Stored data
____________
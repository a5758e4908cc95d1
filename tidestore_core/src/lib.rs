pub mod commit;
pub mod context;
pub mod epoch;
pub mod exclusive_lock;
pub mod record;
pub mod scope;
pub mod shared_lock;
pub mod version;

pub use commit::{
    MovedRecordTracker, PrecommitAbort, Transaction, MOVED_TRACK_CAPACITY, READ_SET_CAPACITY,
    WRITE_SET_CAPACITY,
};
pub use context::{
    QueueNode, RegistryConfig, RegistryError, SlotIndex, ThreadContext, ThreadId, ThreadRegistry,
    WaiterSlot, MAX_SLOTS_PER_THREAD, NO_SLOT,
};
pub use epoch::{Epoch, GlobalEpoch, EPOCH_BITS, EPOCH_INT_OVERFLOW, EPOCH_INVALID};
pub use exclusive_lock::{ExclusiveQueueLock, GUEST_ID};
pub use record::{
    optimistic_read, OptimisticReadError, Record, RecordHeader, SharedRecordHeader,
    TrackMovedRecordResult,
};
pub use scope::{ExclusiveLockScope, OwnerlessLockScope, PageVersionScope, SharedLockScope};
pub use shared_lock::{SharedQueueLock, NEXT_WRITER_NONE};
pub use version::{
    AtomicVersionWord, VersionWord, MAX_ORDINAL, VERSION_BEING_WRITTEN_BIT, VERSION_DELETED_BIT,
    VERSION_EPOCH_MASK, VERSION_MOVED_BIT, VERSION_NEXT_LAYER_BIT, VERSION_ORDINAL_MASK,
    VERSION_SERIAL_MASK,
};
use std::fmt;
use std::hint::spin_loop;
use std::sync::atomic::{AtomicU32, Ordering};

use crate::context::{QueueNode, SlotIndex, ThreadContext};

/// Tail value meaning the lock is held by an ownerless guest without a
/// waiter slot pool. Occupies the whole 32-bit word.
pub const GUEST_ID: u32 = 0xFFFF_FFFF;

// Queue-based exclusive lock. The 32-bit tail packs the last waiter as
// (thread_id:16 | slot_index:16); zero means unlocked. Waiters append their
// own slot and spin on that slot's blocked flag, which the predecessor
// clears on release. The high 32 bits are reserved and always zero so the
// lock occupies the first half of a 16-byte record header.
#[repr(C, align(8))]
pub struct ExclusiveQueueLock {
    tail: AtomicU32,
    reserved: u32,
}

impl ExclusiveQueueLock {
    #[inline]
    pub fn new() -> Self {
        Self {
            tail: AtomicU32::new(0),
            reserved: 0,
        }
    }

    pub(crate) fn from_tail_word(tail: u32) -> Self {
        Self {
            tail: AtomicU32::new(tail),
            reserved: 0,
        }
    }

    // Page-initialization path only.
    #[inline]
    pub fn reset(&self) {
        self.tail.store(0, Ordering::Relaxed);
    }

    #[inline]
    pub fn is_locked(&self) -> bool {
        (self.tail.load(Ordering::Acquire) & 0xFFFF) != 0
    }

    #[inline]
    pub fn tail_word(&self) -> u32 {
        self.tail.load(Ordering::Acquire)
    }

    // Appends this thread's next free slot and spins until the predecessor
    // hands the lock over. The returned slot index must be passed back to
    // release(). Cannot fail and cannot be cancelled.
    pub fn acquire(&self, context: &ThreadContext<'_>) -> SlotIndex {
        let slot_index = context.acquire_local_slot();
        let slot = context.slot(slot_index);
        slot.reset_for_exclusive();
        let me = QueueNode::new(context.thread_id(), slot_index);

        let prev = self.enqueue(me);
        if prev.is_none() {
            return slot_index;
        }

        // The blocked flag must be raised before our identity becomes
        // visible through the predecessor's successor field.
        slot.mark_blocked();
        context
            .peer_slot(prev.thread_id(), prev.slot_index())
            .set_successor(me);
        while slot.is_blocked() {
            spin_loop();
        }
        slot_index
    }

    // Same contract as acquire() but with plain stores. Permitted only when
    // the lock is provably uncontended, e.g. while a page is initialized
    // before publication.
    pub fn initial_acquire(&self, context: &ThreadContext<'_>) -> SlotIndex {
        debug_assert!(self.tail.load(Ordering::Relaxed) == 0);
        let slot_index = context.acquire_local_slot();
        context.slot(slot_index).reset_for_exclusive();
        let me = QueueNode::new(context.thread_id(), slot_index);
        self.tail.store(me.raw(), Ordering::Relaxed);
        slot_index
    }

    // If a successor is racing to link itself, waits for its identity to
    // appear and then clears its blocked flag.
    pub fn release(&self, context: &ThreadContext<'_>, slot_index: SlotIndex) {
        let slot = context.slot(slot_index);
        let me = QueueNode::new(context.thread_id(), slot_index);

        if slot.successor().is_none() {
            if self
                .tail
                .compare_exchange(me.raw(), 0, Ordering::AcqRel, Ordering::Acquire)
                .is_ok()
            {
                return;
            }
            while slot.successor().is_none() {
                spin_loop();
            }
        }

        let successor = slot.successor();
        context
            .peer_slot(successor.thread_id(), successor.slot_index())
            .unblock();
    }

    // Locks with the reserved guest id for threads without a slot pool. A
    // guest holder cannot coexist with queued waiters: queued acquires stall
    // while the guest sentinel occupies the tail.
    pub fn ownerless_acquire(&self) {
        loop {
            if self
                .tail
                .compare_exchange_weak(0, GUEST_ID, Ordering::Acquire, Ordering::Relaxed)
                .is_ok()
            {
                return;
            }
            spin_loop();
        }
    }

    pub fn ownerless_release(&self) {
        let released = self
            .tail
            .compare_exchange(GUEST_ID, 0, Ordering::Release, Ordering::Relaxed)
            .is_ok();
        debug_assert!(released, "ownerless release without a guest holder");
        let _ = released;
    }

    pub fn ownerless_initial_acquire(&self) {
        debug_assert!(self.tail.load(Ordering::Relaxed) == 0);
        self.tail.store(GUEST_ID, Ordering::Relaxed);
    }

    // Appends `me` to the queue. A plain exchange would displace a guest
    // holder, so the swap is expressed as a CAS from the observed tail that
    // retries while the guest sentinel is present. Among queued threads the
    // successful CAS is equivalent to the exchange.
    fn enqueue(&self, me: QueueNode) -> QueueNode {
        let mut observed = self.tail.load(Ordering::Relaxed);
        loop {
            if observed == GUEST_ID {
                spin_loop();
                observed = self.tail.load(Ordering::Relaxed);
                continue;
            }
            match self.tail.compare_exchange_weak(
                observed,
                me.raw(),
                Ordering::AcqRel,
                Ordering::Relaxed,
            ) {
                Ok(prev) => return QueueNode::from_raw(prev),
                Err(current) => observed = current,
            }
        }
    }
}

impl Default for ExclusiveQueueLock {
    fn default() -> Self {
        Self::new()
    }
}

impl fmt::Debug for ExclusiveQueueLock {
    fn fmt(&self, f: &mut fmt::Formatter<'_>) -> fmt::Result {
        let tail = self.tail.load(Ordering::Acquire);
        if tail == GUEST_ID {
            write!(f, "ExclusiveQueueLock(guest)")
        } else {
            write!(
                f,
                "ExclusiveQueueLock(thread={}, slot={})",
                tail >> 16,
                tail & 0xFFFF
            )
        }
    }
}
#[cfg(test)]
mod tests {
    use super::{
        MovedRecordTracker, PrecommitAbort, Transaction, MOVED_TRACK_CAPACITY, WRITE_SET_CAPACITY,
    };
    use crate::context::{RegistryConfig, ThreadRegistry};
    use crate::epoch::{Epoch, GlobalEpoch};
    use crate::record::{Record, TrackMovedRecordResult};
    use crate::version::VersionWord;

    #[test]
    fn read_then_commit_stamps_a_fresh_version() {
        let registry = ThreadRegistry::new(RegistryConfig::default());
        let ctx = registry.register().expect("context");
        let global_epoch = GlobalEpoch::default();
        let record = Record::new(10_i64);

        let mut tx = Transaction::begin(&ctx, &global_epoch);
        assert_eq!(tx.read(&record).expect("read"), Some(10));
        tx.write(&record, 11).expect("write");
        let committed = tx.precommit().expect("commit");

        assert_eq!(committed.epoch(), global_epoch.current());
        assert_eq!(committed.ordinal(), 1);
        assert_eq!(record.header().version().load(), committed);
        assert!(!record.header().is_locked());

        let (_, value) = record.optimistic_read().expect("reread");
        assert_eq!(value, 11);
    }

    #[test]
    fn buffered_writes_are_read_back_before_commit() {
        let registry = ThreadRegistry::new(RegistryConfig::default());
        let ctx = registry.register().expect("context");
        let global_epoch = GlobalEpoch::default();
        let record = Record::new(1_i64);

        let mut tx = Transaction::begin(&ctx, &global_epoch);
        tx.write(&record, 2).expect("write");
        assert_eq!(tx.read(&record).expect("own write"), Some(2));
        tx.delete(&record).expect("delete");
        assert_eq!(tx.read(&record).expect("own delete"), None);
        tx.abort();
        assert_eq!(tx.read(&record).expect("after abort"), Some(1));
    }

    #[test]
    fn commit_version_advances_past_prior_commits() {
        let registry = ThreadRegistry::new(RegistryConfig::default());
        let ctx = registry.register().expect("context");
        let global_epoch = GlobalEpoch::default();
        let record = Record::new(0_u32);

        let mut first = Transaction::begin(&ctx, &global_epoch);
        first.read(&record).expect("read");
        first.write(&record, 1).expect("write");
        let v1 = first.precommit().expect("first commit");

        let mut second = Transaction::begin(&ctx, &global_epoch);
        second.read(&record).expect("read");
        second.write(&record, 2).expect("write");
        let v2 = second.precommit().expect("second commit");

        assert!(v1.before(v2));
        assert_eq!(v2.epoch(), v1.epoch());
        assert_eq!(v2.ordinal(), v1.ordinal() + 1);

        global_epoch.advance();
        let mut third = Transaction::begin(&ctx, &global_epoch);
        third.write(&record, 3).expect("write");
        let v3 = third.precommit().expect("third commit");
        assert!(v2.before(v3));
        assert_eq!(v3.epoch(), global_epoch.current());
        assert_eq!(v3.ordinal(), 1);
    }

    #[test]
    fn stale_read_set_aborts_with_write_conflict() {
        let registry = ThreadRegistry::new(RegistryConfig::default());
        let ctx = registry.register().expect("context");
        let global_epoch = GlobalEpoch::default();
        let record = Record::new(5_u64);

        let mut reader = Transaction::begin(&ctx, &global_epoch);
        assert_eq!(reader.read(&record).expect("read"), Some(5));

        // A competing commit lands between read and precommit.
        let mut writer = Transaction::begin(&ctx, &global_epoch);
        writer.write(&record, 6).expect("write");
        writer.precommit().expect("competing commit");

        reader.write(&record, 7).expect("write");
        assert_eq!(
            reader.precommit().expect_err("stale read set"),
            PrecommitAbort::WriteConflict
        );
        // The failed precommit released everything.
        assert!(!record.header().is_locked());
        let (_, value) = record.optimistic_read().expect("reread");
        assert_eq!(value, 6);
    }

    #[test]
    fn delete_stamps_the_deleted_flag() {
        let registry = ThreadRegistry::new(RegistryConfig::default());
        let ctx = registry.register().expect("context");
        let global_epoch = GlobalEpoch::default();
        let record = Record::new(5_u64);

        let mut tx = Transaction::begin(&ctx, &global_epoch);
        tx.delete(&record).expect("delete");
        tx.precommit().expect("commit");

        let version = record.header().version().load();
        assert!(version.is_deleted());
        assert!(version.is_valid());

        let mut observer = Transaction::begin(&ctx, &global_epoch);
        assert_eq!(observer.read(&record).expect("deleted read"), None);
    }

    #[test]
    fn displaced_read_aborts_for_re_resolution() {
        let registry = ThreadRegistry::new(RegistryConfig::default());
        let ctx = registry.register().expect("context");
        let global_epoch = GlobalEpoch::default();
        let record = Record::new(5_u64);

        let mut moved = VersionWord::zero();
        moved.set(Epoch::new(1), 1);
        moved.set_moved();
        record.header().version().store(moved);

        let mut tx = Transaction::begin(&ctx, &global_epoch);
        assert_eq!(
            tx.read(&record).expect_err("moved record"),
            PrecommitAbort::RecordDisplaced
        );
    }

    struct Relocation<'x> {
        target: &'x Record<u64>,
    }

    impl MovedRecordTracker<u64> for Relocation<'_> {
        fn track_moved(&self, _old: &Record<u64>) -> TrackMovedRecordResult {
            TrackMovedRecordResult::found(
                std::ptr::NonNull::from(self.target.header()),
                std::ptr::NonNull::new(self.target as *const _ as *mut u8).expect("non-null"),
            )
        }
    }

    #[test]
    fn precommit_follows_a_moved_record_to_its_new_home() {
        let registry = ThreadRegistry::new(RegistryConfig::default());
        let ctx = registry.register().expect("context");
        let global_epoch = GlobalEpoch::default();

        let old = Record::new(5_u64);
        let new = Record::new(5_u64);
        let mut displaced = VersionWord::zero();
        displaced.set(Epoch::new(1), 1);
        displaced.set_moved();
        old.header().version().store(displaced);

        let relocation = Relocation { target: &new };
        let mut tx = Transaction::with_tracker(&ctx, &global_epoch, &relocation);
        tx.write(&old, 9).expect("write");
        let committed = tx.precommit().expect("tracked commit");

        // The write landed at the new address; the old record is untouched.
        assert_eq!(new.header().version().load(), committed);
        let (_, value) = new.optimistic_read().expect("reread");
        assert_eq!(value, 9);
        assert!(old.header().version().load().is_moved());
    }

    struct NeverFound;

    impl MovedRecordTracker<u64> for NeverFound {
        fn track_moved(&self, _old: &Record<u64>) -> TrackMovedRecordResult {
            TrackMovedRecordResult::not_found()
        }
    }

    #[test]
    fn failed_tracking_aborts_as_displaced() {
        let registry = ThreadRegistry::new(RegistryConfig::default());
        let ctx = registry.register().expect("context");
        let global_epoch = GlobalEpoch::default();

        let record = Record::new(5_u64);
        let mut displaced = VersionWord::zero();
        displaced.set(Epoch::new(1), 1);
        displaced.set_next_layer();
        record.header().version().store(displaced);

        let tracker = NeverFound;
        let mut tx = Transaction::with_tracker(&ctx, &global_epoch, &tracker);
        tx.write(&record, 9).expect("write");
        assert_eq!(
            tx.precommit().expect_err("tracking failed"),
            PrecommitAbort::RecordDisplaced
        );
        assert!(!record.header().is_locked());
    }

    struct Carousel<'x> {
        records: &'x [Record<u64>],
        cursor: std::cell::Cell<usize>,
    }

    impl MovedRecordTracker<u64> for Carousel<'_> {
        fn track_moved(&self, _old: &Record<u64>) -> TrackMovedRecordResult {
            // Every resolution lands on yet another moved record.
            let calls = self.cursor.get();
            self.cursor.set(calls + 1);
            let target = &self.records[(calls + 1) % self.records.len()];
            TrackMovedRecordResult::found(
                std::ptr::NonNull::from(target.header()),
                std::ptr::NonNull::new(target as *const _ as *mut u8).expect("non-null"),
            )
        }
    }

    #[test]
    fn runaway_tracking_aborts_with_buffer_overflow() {
        let registry = ThreadRegistry::new(RegistryConfig::default());
        let ctx = registry.register().expect("context");
        let global_epoch = GlobalEpoch::default();

        let mut displaced = VersionWord::zero();
        displaced.set(Epoch::new(1), 1);
        displaced.set_moved();

        let records: Vec<Record<u64>> = (0..4).map(|_| Record::new(0)).collect();
        for record in &records {
            record.header().version().store(displaced);
        }

        let carousel = Carousel {
            records: &records,
            cursor: std::cell::Cell::new(0),
        };
        let mut tx = Transaction::with_tracker(&ctx, &global_epoch, &carousel);
        tx.write(&records[0], 9).expect("write");
        assert_eq!(
            tx.precommit().expect_err("tracking never settles"),
            PrecommitAbort::TrackBufferFull
        );
        assert_eq!(carousel.cursor.get(), MOVED_TRACK_CAPACITY);
    }

    #[test]
    fn write_set_overflow_is_a_distinct_abort() {
        let registry = ThreadRegistry::new(RegistryConfig::default());
        let ctx = registry.register().expect("context");
        let global_epoch = GlobalEpoch::default();
        let record = Record::new(0_u64);

        let mut tx = Transaction::begin(&ctx, &global_epoch);
        for i in 0..WRITE_SET_CAPACITY {
            tx.write(&record, i as u64).expect("buffered write");
        }
        assert_eq!(
            tx.write(&record, 0).expect_err("write set full"),
            PrecommitAbort::TrackBufferFull
        );
    }
}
____________
## [Task statement]
Whenever the word "without" shows up in a line of the entries above, copy that line.

## [Written answer]
/// Tail value meaning the lock is held by an ownerless guest without a
    // Locks with the reserved guest id for threads without a slot pool. A
        debug_assert!(released, "ownerless release without a guest holder");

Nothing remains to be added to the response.